Latino cultures, including Mexico, traditionally place a strong emphasis on the role of the father. As the central figure, the father provides guidance and emotional discipline, commanding the family’s respect. However, the father in the poem faces challenges as an unauthorized immigrant, working menial jobs across the West and enduring daily indignities while raising his son. These hardships affect his sense of self-worth, leading him to cope with alcohol and grapple with feelings of inadequacy.
He understands the weight of his poverty—unable even to provide his son with a simple goldfish for company. His spirit is broken, like the window he talks about one night after he had been drinking that can only be broken once (Lines 26-27).
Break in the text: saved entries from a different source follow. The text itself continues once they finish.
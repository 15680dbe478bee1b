//! Icon set variants.

use std::collections::BTreeSet;

use serde::{Deserialize, Serialize};

use super::bundled::BundledIcons;
use super::error::IconError;
use super::glyph;
use super::system::SystemTheme;
use super::SourceKind;

/// Name of the XDG theme icon set.
pub const SYSTEM_SET: &str = "system";

/// Name of the bundled SVG icon set.
pub const BUNDLED_SET: &str = "material";

/// Name of the unicode glyph icon set.
pub const GLYPH_SET: &str = "minimal";

/// Static description of an icon set.
#[derive(Debug, Clone, PartialEq, Eq, Serialize, Deserialize)]
pub struct IconSetDescriptor {
    /// Set name
    pub name: String,
    /// Higher wins
    pub priority: i32,
    /// Names the set must provide to pass validation
    pub required_icon_names: BTreeSet<String>,
    /// Whether the set can be used on this system
    pub available: bool,
}

/// A named, prioritized provider of icons.
#[derive(Debug, Clone, PartialEq, Eq)]
pub enum IconSet {
    /// Freedesktop icon theme files.
    System(SystemTheme),
    /// Bundled SVG files.
    Bundled(BundledIcons),
    /// Unicode glyphs; total over all names.
    Glyph,
}

impl IconSet {
    /// Returns the set name.
    #[must_use]
    pub fn name(&self) -> &'static str {
        match self {
            Self::System(_) => SYSTEM_SET,
            Self::Bundled(_) => BUNDLED_SET,
            Self::Glyph => GLYPH_SET,
        }
    }

    /// Returns the selection priority; higher wins.
    #[must_use]
    pub fn priority(&self) -> i32 {
        match self {
            Self::System(_) => 100,
            Self::Bundled(_) => 80,
            Self::Glyph => 10,
        }
    }

    /// Returns the kind of reference this set produces.
    #[must_use]
    pub fn source_kind(&self) -> SourceKind {
        match self {
            Self::System(_) => SourceKind::System,
            Self::Bundled(_) => SourceKind::Bundled,
            Self::Glyph => SourceKind::Glyph,
        }
    }

    /// Returns true if the glyph set, which resolves every name.
    #[must_use]
    pub fn is_total(&self) -> bool {
        matches!(self, Self::Glyph)
    }

    /// Returns true if the set can be used on this system.
    #[must_use]
    pub fn is_available(&self) -> bool {
        match self {
            Self::System(theme) => theme.is_available(),
            Self::Bundled(icons) => icons.is_available(),
            Self::Glyph => true,
        }
    }

    /// Resolves a name within this set only.
    ///
    /// # Errors
    ///
    /// Returns an error if the provider's files cannot be read.
    pub fn lookup(&self, name: &str) -> Result<Option<String>, IconError> {
        let path = match self {
            Self::System(theme) => theme.lookup(name)?,
            Self::Bundled(icons) => icons.lookup(name)?,
            Self::Glyph => return Ok(Some(glyph::glyph_for(name).to_string())),
        };
        Ok(path.map(|p| p.to_string_lossy().into_owned()))
    }

    /// Returns the required names this set cannot resolve.
    ///
    /// Provider errors count as missing.
    #[must_use]
    pub fn missing_icons(&self, required: &BTreeSet<String>) -> BTreeSet<String> {
        required
            .iter()
            .filter(|name| !matches!(self.lookup(name), Ok(Some(_))))
            .cloned()
            .collect()
    }

    /// Lists the names this set provides.
    ///
    /// # Errors
    ///
    /// Returns an error if the provider's files cannot be read.
    pub fn list_icons(&self) -> Result<Vec<String>, IconError> {
        match self {
            Self::System(theme) => theme.list_icons(),
            Self::Bundled(icons) => icons.list_icons(),
            Self::Glyph => Ok(glyph::glyph_names()),
        }
    }

    /// Returns up to `limit` names with their resolved references.
    #[must_use]
    pub fn preview(&self, limit: usize) -> Vec<(String, String)> {
        self.list_icons()
            .unwrap_or_default()
            .into_iter()
            .filter_map(|name| {
                let reference = self.lookup(&name).ok().flatten()?;
                Some((name, reference))
            })
            .take(limit)
            .collect()
    }

    /// Describes the set against a required-name set.
    #[must_use]
    pub fn describe(&self, required: &BTreeSet<String>) -> IconSetDescriptor {
        IconSetDescriptor {
            name: self.name().to_string(),
            priority: self.priority(),
            required_icon_names: required.clone(),
            available: self.is_available(),
        }
    }
}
The advice he offers to his son as the two sleep, homeless, under the Arizona night sky, suggests the wisdom of surrender, of not fighting for one’s beliefs, of abandoning ideals and compromising values just to survive. He tells his half-asleep son not to bother refusing to do what eventually you will have to do anyway.
In the closing couplet, the son ponders what he has inherited emotionally and culturally from his father. He reflects on symbols of cultural pride, like the Mexican flag on his father’s belt, as a reminder of what has been lost or compromised in their journey.
Corral examines the realities faced by immigrants navigating cultural displacement and prejudice in the United States. The speaker, who identifies himself as an “Illegal-American” (Line 12), is torn between pride in his Mexican heritage and the reality of living in an American culture that often reduces Mexican identity to stereotypes.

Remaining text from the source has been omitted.